I should also mention that I read Fates and Furies at around the same time, and while in many ways that was better written, I was not as enthralled. What makes Connell and Marianne's story compelling is not that it's a love story for the ages, it's that it represents the kind of relationship we've all had; not in an all-consuming way, but rather in a way that changed us as people, made us grow. Or at least, this is true for me. Normal People works not because it tries to move away from stereotypes, but because it leans into it with enough flair to make you relate to the story. Yes, most everyone's a romantic, and maybe this is why we love love stories. But at the same time, Rooney acknowledges that not all happily ever afters have to end with people ending up together. And that's okay, because our relationships help us grow and change as people. It's also okay because sometimes, life gets in the way of the fairytale. That doesn't necessarily make the relationship a bad thing, or something we shouldn't aspire to.

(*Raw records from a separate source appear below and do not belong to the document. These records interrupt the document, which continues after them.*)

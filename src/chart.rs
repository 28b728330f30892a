//! Life chart: one marker per year of life, in four categories
//!
//! The chart input is built from already-computed metrics with all counts
//! clamped to zero, so rendering can never see a negative marker count.

use crate::metrics::DerivedMetrics;
use owo_colors::OwoColorize;
use serde::{Deserialize, Serialize};
use std::fmt::Write;

/// Markers per row in the terminal rendering
const MARKERS_PER_ROW: usize = 40;

/// Category of one year of life on the chart
#[derive(Debug, Clone, Copy, PartialEq, Eq, Serialize, Deserialize)]
pub enum LifeSegment {
    /// Years already lived
    Lived,
    /// Years spent on social media so far
    SocialMediaPast,
    /// Projected future years on social media
    SocialMediaFuture,
    /// Remaining years net of social media
    Remaining,
}

impl LifeSegment {
    pub fn label(&self) -> &'static str {
        match self {
            LifeSegment::Lived => "Lived",
            LifeSegment::SocialMediaPast => "Social Media",
            LifeSegment::SocialMediaFuture => "Projected Social Media",
            LifeSegment::Remaining => "Remaining",
        }
    }

    /// Colored terminal marker for this segment
    fn marker(&self) -> String {
        match self {
            LifeSegment::Lived => format!("{}", "●".bright_black()),
            LifeSegment::SocialMediaPast => format!("{}", "●".red()),
            LifeSegment::SocialMediaFuture => format!("{}", "●".blue()),
            LifeSegment::Remaining => format!("{}", "●".green()),
        }
    }
}

/// Whole-year marker counts feeding the chart
#[derive(Debug, Clone, Copy, PartialEq, Eq, Serialize, Deserialize)]
pub struct ChartInput {
    pub lived: u32,
    pub social_media_past: u32,
    pub social_media_future: u32,
    /// Adjusted total: at least the sum of the three components
    pub total: u32,
}

impl ChartInput {
    /// Build chart input, widening `total` so the remaining count can
    /// never go negative
    pub fn new(lived: u32, social_media_past: u32, social_media_future: u32, total: u32) -> Self {
        let component_sum = lived + social_media_past + social_media_future;
        Self {
            lived,
            social_media_past,
            social_media_future,
            total: total.max(component_sum),
        }
    }

    /// Derive chart input from computed metrics
    ///
    /// Fractional year counts truncate to whole markers; negative values
    /// clamp to zero rather than surfacing as negative counts.
    pub fn from_metrics(age: u8, metrics: &DerivedMetrics) -> Self {
        let lived = u32::from(age);
        let past = metrics.social_media_years.max(0.0) as u32;
        let future = metrics.projected_social_media_years.max(0.0) as u32;
        let total = metrics.total_lifespan.max(0) as u32;
        Self::new(lived, past, future, total)
    }

    /// Remaining years after the other three categories
    pub fn remaining(&self) -> u32 {
        self.total - self.lived - self.social_media_past - self.social_media_future
    }

    /// One segment per year of life, in chart order
    pub fn segments(&self) -> Vec<LifeSegment> {
        let mut segments = Vec::with_capacity(self.total as usize);
        segments.extend(std::iter::repeat(LifeSegment::Lived).take(self.lived as usize));
        segments.extend(
            std::iter::repeat(LifeSegment::SocialMediaPast).take(self.social_media_past as usize),
        );
        segments.extend(
            std::iter::repeat(LifeSegment::SocialMediaFuture)
                .take(self.social_media_future as usize),
        );
        segments.extend(std::iter::repeat(LifeSegment::Remaining).take(self.remaining() as usize));
        segments
    }

    /// Render the chart as colored marker rows plus a legend
    pub fn render(&self) -> String {
        let mut out = String::new();
        writeln!(out, "Life expectancy breakdown ({} years):", self.total).unwrap();

        for (i, segment) in self.segments().iter().enumerate() {
            if i > 0 && i % MARKERS_PER_ROW == 0 {
                out.push('\n');
            }
            out.push_str(&segment.marker());
            out.push(' ');
        }
        out.push('\n');

        writeln!(
            out,
            "{} Lived ({})   {} Social Media ({})   {} Projected Social Media ({})   {} Remaining ({})",
            "●".bright_black(),
            self.lived,
            "●".red(),
            self.social_media_past,
            "●".blue(),
            self.social_media_future,
            "●".green(),
            self.remaining(),
        )
        .unwrap();

        out
    }
}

It also helps that women are infinitely better (in my experience) at writing men (and boys) than men are at writing women (and girls). This especially works in the book's favour because there's a lot of sex in it. Rooney does a stunning job in balancing what is supposed to be mindblowing sex with the intimacy that comes with being with someone you truly love. The tone of the story is very stream of consciousness, often changing between Connell's and Marianne's perspectives. I like stream of consciousness writing in very particular instances, and for the purposes of this story, it works really well. It's almost breathless, as if they actually were talking to one another, and trying to find the right words to say what they mean, how they feel.

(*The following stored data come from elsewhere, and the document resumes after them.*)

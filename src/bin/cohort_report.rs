//! Run calculations for a whole cohort of profiles from a CSV file
//!
//! Outputs per-profile derived metrics plus summary statistics.
//! Usage: cohort_report [profiles.csv] [expectancy_table.csv]

use mind_your_time::expectancy::{load_table, ExpectancyTable};
use mind_your_time::profile::load_profiles;
use mind_your_time::{CalcError, CalculatorSession, Outcome, UserProfile};
use rayon::prelude::*;
use std::fs::File;
use std::io::Write;
use std::time::Instant;

fn main() {
    env_logger::init();

    let args: Vec<String> = std::env::args().collect();
    let profiles_path = args.get(1).map(String::as_str).unwrap_or("profiles.csv");
    let table_path = args.get(2).map(String::as_str);

    let start = Instant::now();
    println!("Loading profiles from {}...", profiles_path);

    let profiles = load_profiles(profiles_path).expect("Failed to load profiles");
    println!("Loaded {} profiles in {:?}", profiles.len(), start.elapsed());

    let table = match table_path {
        Some(path) => load_table(path).expect("Failed to load expectancy table"),
        None => ExpectancyTable::builtin_2021(),
    };
    let session = CalculatorSession::new(table);

    println!("Running calculations...");
    let calc_start = Instant::now();

    // Each calculation is independent; the session is shared read-only
    let results: Vec<(&UserProfile, Result<Outcome, CalcError>)> = profiles
        .par_iter()
        .map(|profile| (profile, session.run(profile)))
        .collect();

    println!("Calculations complete in {:?}", calc_start.elapsed());

    // Write per-profile output
    let output_path = "cohort_metrics.csv";
    let mut file = File::create(output_path).expect("Failed to create output file");

    writeln!(
        file,
        "Country,Gender,Age,StartYear,DailyMinutes,Expectancy,YearsRemaining,DaysSpent,ProjectedYears,AdjustedYears,PctLived,PctSocialMedia,PctRemaining"
    )
    .unwrap();

    let mut errors = 0usize;
    let mut total_days = 0.0;
    let mut total_projected = 0.0;

    for (profile, result) in &results {
        match result {
            Ok(outcome) => {
                let m = &outcome.metrics;
                writeln!(
                    file,
                    "{},{},{},{},{:.2},{:.2},{:.4},{:.4},{:.4},{:.4},{:.4},{:.4},{:.4}",
                    profile.country,
                    profile.gender,
                    profile.age,
                    profile.start_year,
                    profile.total_daily_minutes(),
                    outcome.expectancy,
                    m.years_remaining,
                    m.total_days_spent,
                    m.projected_social_media_years,
                    m.adjusted_remaining_years,
                    m.percent_life_lived,
                    m.percent_social_media_time,
                    m.percent_life_remaining,
                )
                .unwrap();

                total_days += m.total_days_spent;
                total_projected += m.projected_social_media_years;
            }
            Err(e) => {
                log::warn!("skipping {} ({}): {}", profile.country, profile.gender, e);
                errors += 1;
            }
        }
    }

    println!("Output written to {}", output_path);

    let ok_count = results.len() - errors;
    println!("\nCohort Summary:");
    println!("  Profiles:        {}", results.len());
    println!("  Computed:        {}", ok_count);
    println!("  Skipped:         {}", errors);
    if ok_count > 0 {
        println!("  Avg days spent:  {:.2}", total_days / ok_count as f64);
        println!(
            "  Avg projected:   {:.2} years",
            total_projected / ok_count as f64
        );
    }

    println!("\nTotal time: {:?}", start.elapsed());
}
//! Narrative report rendering for derived metrics

use crate::metrics::DerivedMetrics;

/// Day count used when expressing elapsed days as months
const DAYS_PER_MONTH: f64 = 30.0;

/// The three narrative sentences of the report
pub fn narrative_lines(metrics: &DerivedMetrics) -> Vec<String> {
    vec![
        format!(
            "Based on your inputs, you have spent approximately {:.2} months ({:.2} days) on social media so far.",
            metrics.total_days_spent / DAYS_PER_MONTH,
            metrics.total_days_spent,
        ),
        format!(
            "With a life expectancy of approximately {} years, you have about {:.2} years left.",
            metrics.total_lifespan, metrics.years_remaining,
        ),
        format!(
            "If you continue with your current habits, you will spend about {:.2} more years on social media.",
            metrics.projected_social_media_years,
        ),
    ]
}

/// The three percentage metrics as labelled lines
pub fn percentage_lines(metrics: &DerivedMetrics) -> Vec<String> {
    vec![
        format!(
            "Percentage of Life Lived: {:.2}%",
            metrics.percent_life_lived
        ),
        format!(
            "Percentage of Life Spent on Social Media: {:.2}%",
            metrics.percent_social_media_time
        ),
        format!(
            "Percentage of Life Left: {:.2}%",
            metrics.percent_life_remaining
        ),
    ]
}

/// Full text report: narrative followed by the percentage metrics
pub fn render_report(metrics: &DerivedMetrics) -> String {
    let mut lines = narrative_lines(metrics);
    lines.push(String::new());
    lines.extend(percentage_lines(metrics));
    lines.join("\n")
}
//! Mind Your Time - life expectancy vs. social media usage calculator
//!
//! This library provides:
//! - A country/gender life-expectancy table with CSV loading
//! - A pure calculation pipeline for elapsed and projected usage metrics
//! - Chart input construction for the one-marker-per-year life chart
//! - Narrative report rendering
//! - A request/response session tying the pieces together

pub mod chart;
pub mod expectancy;
pub mod metrics;
pub mod profile;
pub mod report;
pub mod session;

// Re-export commonly used types
pub use chart::{ChartInput, LifeSegment};
pub use expectancy::{CountryRow, ExpectancyTable};
pub use metrics::{compute_metrics, DerivedMetrics};
pub use profile::{DailyUsage, Gender, Platform, UserProfile};
pub use session::{CalcError, CalculatorSession, Outcome};
//! Capacity requests for constructing an empty vector with storage reserved up front.

/// A request for a [`SimpleVector`](crate::SimpleVector) with `capacity` slots
/// reserved and no elements.
///
/// The type only exists to select that construction path, see
/// [`SimpleVector::with_reserved`](crate::SimpleVector::with_reserved).
#[derive(Debug, Clone, Copy, PartialEq, Eq, Hash)]
pub struct ReserveProxy {
    capacity: usize,
}

impl ReserveProxy {
    pub const fn new(capacity: usize) -> ReserveProxy {
        ReserveProxy { capacity }
    }

    /// The number of slots to reserve.
    #[inline]
    pub const fn capacity(&self) -> usize {
        self.capacity
    }
}

/// Shorthand for [`ReserveProxy::new`].
///
/// ```
/// use vessel_vector::{SimpleVector, reserve};
///
/// let v = SimpleVector::<u32>::with_reserved(reserve(8)).unwrap();
/// assert_eq!(v.len(), 0);
/// assert_eq!(v.capacity(), 8);
/// ```
pub const fn reserve(capacity: usize) -> ReserveProxy {
    ReserveProxy::new(capacity)
}
//! Core definitions (error types and result helpers), relied upon by all vessel-* crates.

pub mod error;
pub mod result;

pub use result::Result;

The story is more than an all-consuming love story between a boy and a girl - which has been done to death, really, but I'm always fascinated by writers who can take that formula and make it their own. At the same time, Rooney's political views - her opinions on capitalism, working, and even references to The Golden Notebook bleed into the book in a way that works really well for the story. In many ways, it's a commentary on class, and in more than one way too. Obviously, Marianne is rich, and Connell's mother is decidedly working class. But also, Connell is popular in high school, and Marianne is the outcast. Marianne can afford to not fit in, and Connell has to. An excellent example of this, I think is whenever Connell and Marianne have to talk about money, which they don't really do very much of. I think the subtle ways that it affects their relationship whenever Connell has to ask Marianne for something, has been done expertly. Because, although Marianne is generous to a fault, and especially so with Connell, he never really feels comfortable asking her for anything, fearing what it might mean, and how it may change their relationship.

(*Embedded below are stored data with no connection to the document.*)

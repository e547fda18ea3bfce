use std::alloc::Layout;

use thiserror::Error;

#[derive(Debug, Error)]
#[error(transparent)]
pub struct Error(Box<ErrorKind>);

impl Error {
    pub fn kind(&self) -> &ErrorKind {
        self.0.as_ref()
    }

    pub fn into_kind(self) -> ErrorKind {
        *self.0
    }

    /// Allocation of `requested` elements of type `T` could not be satisfied.
    pub fn allocation_failure<T>(requested: usize) -> Error {
        Error(
            ErrorKind::AllocationFailure {
                requested,
                element_size: std::mem::size_of::<T>(),
                align: std::mem::align_of::<T>(),
            }
            .into(),
        )
    }

    pub fn index_out_of_range(requested: usize, size: usize) -> Error {
        Error(ErrorKind::IndexOutOfRange { requested, size }.into())
    }

    pub fn is_allocation_failure(&self) -> bool {
        matches!(self.kind(), ErrorKind::AllocationFailure { .. })
    }

    pub fn is_index_out_of_range(&self) -> bool {
        matches!(self.kind(), ErrorKind::IndexOutOfRange { .. })
    }

    /// Diverges the way the standard collections do when an infallible API
    /// hits an allocation failure.
    ///
    /// `AllocationFailure` is forwarded to [`std::alloc::handle_alloc_error`]
    /// with the layout that could not be served. A request whose byte size is
    /// not representable as a `Layout` panics with a capacity overflow message,
    /// and any other error kind panics with its description.
    #[cold]
    pub fn handle_alloc_failure(self) -> ! {
        match self.into_kind() {
            ErrorKind::AllocationFailure {
                requested,
                element_size,
                align,
            } => {
                let layout = requested
                    .checked_mul(element_size)
                    .and_then(|size| Layout::from_size_align(size, align).ok());
                match layout {
                    Some(layout) => std::alloc::handle_alloc_error(layout),
                    None => panic!(
                        "capacity overflow: {requested} elements of {element_size} bytes"
                    ),
                }
            }
            kind => panic!("{kind}"),
        }
    }
}

#[derive(Debug, Error, Clone, PartialEq, Eq)]
pub enum ErrorKind {
    #[error(
        "failed to allocate {requested} elements of {element_size} bytes (align {align})"
    )]
    AllocationFailure {
        requested: usize,
        element_size: usize,
        align: usize,
    },

    #[error("index {requested} is out of range for size {size}")]
    IndexOutOfRange { requested: usize, size: usize },
}

impl From<ErrorKind> for Error {
    fn from(kind: ErrorKind) -> Self {
        Error(kind.into())
    }
}
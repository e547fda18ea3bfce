//! Single-owner heap blocks of typed elements.
//!
//! [`ArrayPtr`] is the storage primitive underneath the growable containers in
//! the vessel workspace. It owns at most one contiguous block, never duplicates
//! it, and releases it exactly once: on drop, or when ownership is handed out
//! through [`ArrayPtr::release`].

pub mod array_ptr;

pub use array_ptr::ArrayPtr;
/// Creates a [`SimpleVector`](crate::SimpleVector) from a list of elements or
/// from a value and a count, like `vec!`.
///
/// The capacity equals the number of elements. Allocation failure diverges
/// through [`std::alloc::handle_alloc_error`], as `vec!` does.
///
/// ```
/// use vessel_vector::simple_vec;
///
/// let v = simple_vec![1, 2, 3];
/// assert_eq!(v.len(), 3);
/// assert_eq!(v.capacity(), 3);
///
/// let w = simple_vec!["x"; 2];
/// assert_eq!(w.as_slice(), &["x", "x"]);
///
/// let e: vessel_vector::SimpleVector<u8> = simple_vec![];
/// assert!(e.is_empty());
/// ```
#[macro_export]
macro_rules! simple_vec {
    () => {
        $crate::SimpleVector::new()
    };
    ($elem:expr; $n:expr) => {
        $crate::SimpleVector::from_elem($elem, $n)
    };
    ($($x:expr),+ $(,)?) => {
        $crate::SimpleVector::from([$($x),+])
    };
}
// Library exports for testing
pub mod app_icon;
pub mod canvas;
pub mod constants;
pub mod generate;
pub mod menubar;
pub mod outputs;
pub mod waveform;
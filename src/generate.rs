//! I/O glue: renders the output catalog to disk and drives iconutil.
//!
//! Filesystem failures propagate as fatal errors. The one tolerated failure
//! is the external iconutil step, which degrades to a warning because the
//! PNG artifacts are useful on their own.

use anyhow::{Context, Result};
use std::fs;
use std::path::Path;
use std::process::Command;
use tempfile::TempDir;

use crate::app_icon::render_app_icon;
use crate::menubar::render_menu_bar_icon;
use crate::outputs::{contents_manifest, iconset_files, menubar_outputs, APP_ICON_SIZES};

/// Render the raw app icon sizes and the `Contents.json` manifest into
/// `<resources>/AppIcon.appiconset`.
pub fn generate_appiconset(resources_dir: &Path) -> Result<()> {
    let iconset_dir = resources_dir.join("AppIcon.appiconset");
    fs::create_dir_all(&iconset_dir)
        .with_context(|| format!("Failed to create {}", iconset_dir.display()))?;

    println!("Generating app icons...");
    for size in APP_ICON_SIZES {
        let path = iconset_dir.join(format!("icon_{size}x{size}.png"));
        render_app_icon(size)
            .save(&path)
            .with_context(|| format!("Failed to save {}", path.display()))?;
        println!("  {size}x{size}");
    }

    let manifest_path = iconset_dir.join("Contents.json");
    let json = serde_json::to_string_pretty(&contents_manifest())
        .context("Failed to serialize Contents.json")?;
    fs::write(&manifest_path, json)
        .with_context(|| format!("Failed to write {}", manifest_path.display()))?;

    Ok(())
}

/// Stage an `AppIcon.iconset` in a temporary directory and compile it to
/// `<resources>/AppIcon.icns` with iconutil.
///
/// The staging directory lives inside a `TempDir`, so it is removed on every
/// exit path, including tool failure. A missing or failing iconutil is
/// reported as a warning, not an error; macOS is the only platform that
/// ships it.
pub fn generate_icns(resources_dir: &Path) -> Result<()> {
    let staging = TempDir::new().context("Failed to create temporary directory")?;
    // iconutil requires the input directory name to end in .iconset
    let iconset_dir = staging.path().join("AppIcon.iconset");
    fs::create_dir(&iconset_dir)
        .with_context(|| format!("Failed to create {}", iconset_dir.display()))?;

    for (filename, px) in iconset_files() {
        let path = iconset_dir.join(&filename);
        render_app_icon(px)
            .save(&path)
            .with_context(|| format!("Failed to save {}", path.display()))?;
    }

    let icns_path = resources_dir.join("AppIcon.icns");
    println!("Converting to .icns...");
    let result = Command::new("iconutil")
        .arg("-c")
        .arg("icns")
        .arg(&iconset_dir)
        .arg("-o")
        .arg(&icns_path)
        .output();

    match result {
        Ok(output) if output.status.success() => {
            println!("  {}", icns_path.display());
        }
        Ok(output) => {
            eprintln!(
                "Warning: iconutil failed ({}): {}",
                output.status,
                String::from_utf8_lossy(&output.stderr).trim()
            );
        }
        Err(e) => {
            eprintln!("Warning: could not run iconutil: {e}");
        }
    }

    Ok(())
}

/// Render all menu bar glyphs into `<resources>/MenuBarIcons`.
pub fn generate_menubar_icons(resources_dir: &Path) -> Result<()> {
    let menubar_dir = resources_dir.join("MenuBarIcons");
    fs::create_dir_all(&menubar_dir)
        .with_context(|| format!("Failed to create {}", menubar_dir.display()))?;

    println!("Generating menu bar icons...");
    for (filename, px, state) in menubar_outputs() {
        let path = menubar_dir.join(&filename);
        render_menu_bar_icon(px, state)
            .save(&path)
            .with_context(|| format!("Failed to save {}", path.display()))?;
        println!("  {filename}");
    }

    Ok(())
}

/// Produce the whole icon family under `resources_dir`.
pub fn generate_all(resources_dir: &Path, skip_icns: bool) -> Result<()> {
    generate_appiconset(resources_dir)?;
    if skip_icns {
        println!("Skipping .icns compilation");
    } else {
        generate_icns(resources_dir)?;
    }
    generate_menubar_icons(resources_dir)?;
    println!("All icons generated");
    Ok(())
}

On the other hand, Connell has, in his own way, complete power over Marianne, because in a world that was almost always cruel to her, he was the first person who wasn't. This veers into toxicity sometimes, but stops short of actually being toxic. Or so, I think. It's absolutely riveting to read about how these two characters who wield so much power over each other, end up assuming the other wants nothing to do with them anymore. In a way, it actually evens out the power dynamic between the two, and maybe that's why they work. It's a lesson on how two perfectly lovely people can make perfectly normal mistakes and hurt each other along the way, because that's what we do, in real life. Most of us, at least. I think Normal People, for all of Marianne's commentary about not being normal, is the most normal love story I've read in a long time.
The combination of Connell's self-doubt and his need to please everyone, with Marianne's insecurities and her lack of care for what anyone thinks about her work to create a kind of perfect storm for their relationship. It's really difficult to not fall in love with both of them, as characters, in spite of the rather obvious mistakes they seem to make. Connell hurts Marianne pretty badly, but he's so kind and gentle, I can't help but forgive him and his youthful indiscretions. I also deeply appreciate Rooney for actually making Connell apologise to Marianne, as opposed to implying it.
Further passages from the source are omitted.